Gambill v. Middle Tennessee Medical Center, Inc.

OPINION

TODD, Presiding Judge.

The Trial Court and this Court have granted permission to the plaintiff for interlocutory appeal from a partial summary judgment dismissing the defendant, Timothy J. Beasley, M.D.

Plaintiffs sued Middle Tennessee Medical Center, Inc., a hospital, and Timothy J. Beasley, M.D., a physician, for wrongful death of Denise Gambill on grounds of negligent treatment or care of deceased.

Dr. Beasley moved for summary judgment. The Trial Court sustained the motion.

The sole issue for review is the correctness of the judgment of the Trial Court. T.R.C.P. Rule 56.03 provides that:

... The judgment sought shall be rendered forthwith if the pleadings, depositions, answers to interrogatories, and admissions on file, together with the affidavits, if any, show that there is no genuine issue as to any material fact and that the moving party is entitled to a judgment as a matter of law....

In ruling on motions for summary judgment, both the trial courts and the appellate courts must consider the matter in the same manner as a motion for directed verdict made at the close of plaintiff’s proof; i.e., it must view all the evidence in the light most favorable to the opponent of the motion and draw all legitimate conclusions of fact therefrom in that favor. If after so doing a disputed issue of material fact is made out, the motion must be denied.

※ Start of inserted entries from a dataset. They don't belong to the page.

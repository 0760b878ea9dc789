//! HTTP listener lifecycle.
//!
//! [`GatewayServer`] owns the listener task and its shutdown. The sequence is
//! fixed:
//!
//! 1. [`listen_and_serve`](GatewayServer::listen_and_serve) spawns a task that
//!    binds the address and accepts connections. A bind failure is pushed onto
//!    a single-slot error channel instead of being returned.
//! 2. [`shutdown`](GatewayServer::shutdown) waits for whichever comes first:
//!    an error on that channel or the shutdown signal. It then stops accepting
//!    connections and gives in-flight requests the configured grace period to
//!    finish. Connections still open after that are closed.
//!
//! `shutdown` consumes the server, so a server is started and stopped once.
//!
//! Every connection runs on its own task, owned by the listener task. Idle
//! keep-alive connections are closed after `idle_timeout`, and a client gets
//! `read_timeout` to send its request headers.

use crate::config::ServerConfig;
use crate::error::{ServerError, ServerResult};

use axum::Router;
use axum::http::Request;
use hyper::body::Incoming;
use hyper::server::conn::http1;
use hyper::service::service_fn;
use hyper_util::rt::{TokioIo, TokioTimer};
use log::{debug, error, info, warn};
use std::future::Future;
use std::io;
use std::net::SocketAddr;
use std::sync::Arc;
use std::time::Duration;
use tokio::net::{TcpListener, TcpStream};
use tokio::sync::{mpsc, watch};
use tokio::task::{JoinHandle, JoinSet};
use tower::Service;

/// Pause after an accept error that is not specific to one connection, such
/// as running out of file descriptors.
const ACCEPT_RETRY_DELAY: Duration = Duration::from_secs(1);

/// HTTP server instance
pub struct GatewayServer {
    config: ServerConfig,
    router: Option<Router>,
    error_tx: mpsc::Sender<ServerError>,
    error_rx: mpsc::Receiver<ServerError>,
    stop_tx: watch::Sender<bool>,
    serving: Option<JoinHandle<()>>,
    bound_tx: Option<watch::Sender<Option<SocketAddr>>>,
    bound_rx: watch::Receiver<Option<SocketAddr>>,
}

impl std::fmt::Debug for GatewayServer {
    fn fmt(&self, f: &mut std::fmt::Formatter<'_>) -> std::fmt::Result {
        f.debug_struct("GatewayServer")
            .field("config", &self.config)
            .field("serving", &self.serving.is_some())
            .field("local_addr", &*self.bound_rx.borrow())
            .finish()
    }
}

impl GatewayServer {
    /// Create a new server for `router` with the given configuration.
    pub fn new(config: ServerConfig, router: Router) -> Self {
        let (error_tx, error_rx) = mpsc::channel(1);
        let (stop_tx, _) = watch::channel(false);
        let (bound_tx, bound_rx) = watch::channel(None);
        Self {
            config,
            router: Some(router),
            error_tx,
            error_rx,
            stop_tx,
            serving: None,
            bound_tx: Some(bound_tx),
            bound_rx,
        }
    }

    /// Get the server configuration
    pub fn config(&self) -> &ServerConfig {
        &self.config
    }

    /// Start the listener task and return immediately.
    ///
    /// Must be called from within a Tokio runtime. Calling it a second time
    /// has no effect.
    pub fn listen_and_serve(&mut self) {
        let (Some(router), Some(bound_tx)) = (self.router.take(), self.bound_tx.take()) else {
            warn!("Listener already started");
            return;
        };

        let address = self.config.bind_address();
        let timeouts = ConnectionTimeouts::from(&self.config);
        let error_tx = self.error_tx.clone();
        let stop = self.stop_tx.subscribe();

        // The task owns the only sender, so `local_addr` learns when it exits.
        self.serving = Some(tokio::spawn(async move {
            let listener = match TcpListener::bind(&address).await {
                Ok(listener) => listener,
                Err(source) => {
                    report(&error_tx, ServerError::ListenFailure { address, source });
                    return;
                }
            };

            match listener.local_addr() {
                Ok(local_addr) => {
                    info!("SCIM gateway listening on http://{}", local_addr);
                    bound_tx.send_replace(Some(local_addr));
                }
                Err(e) => warn!("Could not read bound address for {}: {}", address, e),
            }

            accept_connections(listener, router, timeouts, stop).await;
        }));
    }

    /// Address the listener is bound to.
    ///
    /// Waits until the listener task has bound its socket; `None` if it never
    /// will, because binding failed or the listener was not started.
    pub async fn local_addr(&self) -> Option<SocketAddr> {
        let mut bound = self.bound_rx.clone();
        if self.serving.is_none() {
            return *bound.borrow();
        }
        bound
            .wait_for(Option::is_some)
            .await
            .ok()
            .and_then(|addr| *addr)
    }

    /// Race listener failures against `signal`, then shut down gracefully.
    ///
    /// Returns `Ok(())` after a signal-triggered shutdown that drained every
    /// in-flight request, [`ServerError::ListenFailure`] when the listener
    /// failed, and [`ServerError::ShutdownTimeout`] when draining took longer
    /// than the configured grace period. In the last case every connection
    /// still open is closed before this returns.
    pub async fn shutdown<F>(mut self, signal: F) -> ServerResult<()>
    where
        F: Future<Output = ()>,
    {
        let trigger = tokio::select! {
            Some(error) = self.error_rx.recv() => Err(error),
            () = signal => Ok(()),
        };

        match &trigger {
            Ok(()) => info!("Shutdown requested, draining in-flight requests"),
            Err(_) => warn!("Listener failed, shutting down"),
        }

        self.stop_tx.send_replace(true);

        if let Some(mut serving) = self.serving.take() {
            let grace_period = self.config.shutdown_timeout;
            if tokio::time::timeout(grace_period, &mut serving).await.is_err() {
                // Dropping the listener task drops its JoinSet, which aborts
                // every connection task.
                serving.abort();
                error!(
                    "In-flight requests still running after {:?}, closing their connections",
                    grace_period
                );
                return Err(ServerError::ShutdownTimeout { grace_period });
            }
        }

        // The listener may also have failed while draining.
        if trigger.is_ok() {
            if let Ok(error) = self.error_rx.try_recv() {
                error!("{}", error);
                return Err(error);
            }
        }

        info!("Server shutdown complete");
        trigger
    }
}

fn report(error_tx: &mpsc::Sender<ServerError>, error: ServerError) {
    error!("{}", error);
    if error_tx.try_send(error).is_err() {
        warn!("Listener error dropped, an earlier error is still pending");
    }
}

#[derive(Debug, Clone, Copy)]
struct ConnectionTimeouts {
    read: Duration,
    idle: Duration,
}

impl From<&ServerConfig> for ConnectionTimeouts {
    fn from(config: &ServerConfig) -> Self {
        Self {
            read: config.read_timeout,
            idle: config.idle_timeout,
        }
    }
}

/// Accept connections until `stop` flips, then wait for the open ones.
async fn accept_connections(
    listener: TcpListener,
    router: Router,
    timeouts: ConnectionTimeouts,
    mut stop: watch::Receiver<bool>,
) {
    let mut connections = JoinSet::new();

    loop {
        let accepted = tokio::select! {
            accepted = listener.accept() => accepted,
            _ = stop.wait_for(|stopping| *stopping) => break,
            Some(_) = connections.join_next(), if !connections.is_empty() => continue,
        };

        match accepted {
            Ok((stream, remote)) => {
                connections.spawn(serve_connection(
                    stream,
                    remote,
                    router.clone(),
                    timeouts,
                    stop.clone(),
                ));
            }
            Err(e) if is_connection_error(&e) => debug!("Connection dropped while accepting: {}", e),
            Err(e) => {
                error!("Failed to accept connection: {}", e);
                tokio::time::sleep(ACCEPT_RETRY_DELAY).await;
            }
        }
    }

    drop(listener);
    if !connections.is_empty() {
        info!("Waiting for {} open connection(s)", connections.len());
    }
    while connections.join_next().await.is_some() {}
}

fn is_connection_error(e: &io::Error) -> bool {
    matches!(
        e.kind(),
        io::ErrorKind::ConnectionRefused
            | io::ErrorKind::ConnectionAborted
            | io::ErrorKind::ConnectionReset
    )
}

/// Serve one HTTP/1.1 connection until the client leaves, it idles out or
/// the server stops.
async fn serve_connection(
    stream: TcpStream,
    remote: SocketAddr,
    router: Router,
    timeouts: ConnectionTimeouts,
    mut stop: watch::Receiver<bool>,
) {
    let (in_flight_tx, in_flight_rx) = watch::channel(0usize);
    let in_flight_tx = Arc::new(in_flight_tx);

    let service = service_fn(move |request: Request<Incoming>| {
        let guard = InFlight::enter(Arc::clone(&in_flight_tx));
        let response = router.clone().call(request);
        async move {
            let response = response.await;
            drop(guard);
            response
        }
    });

    let mut builder = http1::Builder::new();
    builder
        .timer(TokioTimer::new())
        .header_read_timeout(timeouts.read);
    let connection = builder.serve_connection(TokioIo::new(stream), service);
    tokio::pin!(connection);

    let result = tokio::select! {
        result = connection.as_mut() => result,
        () = close_requested(&mut stop, in_flight_rx, timeouts.idle) => {
            connection.as_mut().graceful_shutdown();
            connection.await
        }
    };

    if let Err(e) = result {
        debug!("Connection from {} ended with error: {}", remote, e);
    }
}

/// Counts a request as in flight for as long as it is alive.
struct InFlight(Arc<watch::Sender<usize>>);

impl InFlight {
    fn enter(counter: Arc<watch::Sender<usize>>) -> Self {
        counter.send_modify(|count| *count += 1);
        Self(counter)
    }
}

impl Drop for InFlight {
    fn drop(&mut self) {
        self.0.send_modify(|count| *count = count.saturating_sub(1));
    }
}

async fn close_requested(
    stop: &mut watch::Receiver<bool>,
    in_flight: watch::Receiver<usize>,
    idle_timeout: Duration,
) {
    tokio::select! {
        _ = stop.wait_for(|stopping| *stopping) => {}
        () = idle_expired(in_flight, idle_timeout) => debug!("Closing idle connection"),
    }
}

/// Resolve once no request has been in flight for `idle_timeout`.
async fn idle_expired(mut in_flight: watch::Receiver<usize>, idle_timeout: Duration) {
    loop {
        if in_flight.wait_for(|count| *count == 0).await.is_err() {
            return;
        }
        tokio::select! {
            () = tokio::time::sleep(idle_timeout) => return,
            changed = in_flight.changed() => {
                if changed.is_err() {
                    return;
                }
            }
        }
    }
}

/// Wait for SIGINT (Ctrl+C) or SIGTERM.
///
/// The handlers are installed when this is called, not when the future is
/// first polled, so a signal sent while the listener starts is not lost.
/// Must be called within a Tokio runtime. A handler that cannot be installed
/// is logged and never fires; the other one still does.
#[cfg(unix)]
pub fn termination_signal() -> impl Future<Output = ()> + Send + 'static {
    use tokio::signal::unix::{SignalKind, signal};

    let interrupt = signal(SignalKind::interrupt());
    let terminate = signal(SignalKind::terminate());
    async move {
        tokio::select! {
            () = receive(interrupt, "SIGINT") => info!("Received SIGINT"),
            () = receive(terminate, "SIGTERM") => info!("Received SIGTERM"),
        }
    }
}

#[cfg(unix)]
async fn receive(stream: io::Result<tokio::signal::unix::Signal>, name: &'static str) {
    match stream {
        Ok(mut stream) => {
            stream.recv().await;
        }
        Err(e) => {
            error!("Failed to install {} handler: {}", name, e);
            std::future::pending::<()>().await;
        }
    }
}

/// Wait for Ctrl+C.
#[cfg(not(unix))]
pub fn termination_signal() -> impl Future<Output = ()> + Send + 'static {
    async {
        if let Err(e) = tokio::signal::ctrl_c().await {
            error!("Failed to install Ctrl+C handler: {}", e);
            std::future::pending::<()>().await;
        }
        info!("Received Ctrl+C");
    }
}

Berry v. Whitworth, Tenn.App.1978, 576 S.W.2d 351; Dickinson v. Sanders Mfg. Co., Tenn.App.1983, 658 S.W.2d 535.

The burden of showing that there is no genuine issue of fact falls on the party moving for summary judgment. Tucker v. Metropolitan Government, etc., Tenn.App. 1984, 686 S.W.2d 87.

If the moving party presents uncontra-dicted evidence which entitles him to judgment, and the opponent of the motion presents no evidence to contradict that of the moving party, then summary judgment for the moving party is in order. Tucker v. Metropolitan Government, etc., supra.

While motions for summary judgment are generally inappropriate in professional malpractice cases, if the only issue is one which requires expert testimony and there is no expert response to an affidavit by an expert, then summary judgment is proper. Ayers v. Rutherford Hospital, Tenn.App.1984, 689 S.W.2d 155.

In medical malpractice actions, affidavits by medical doctors which clearly and completely refute plaintiff's contention af*147ford a proper basis for dismissal by summary judgment in the absence of proper responsive proof. Bowman v. Henard, Tenn.1977, 547 S.W.2d 527.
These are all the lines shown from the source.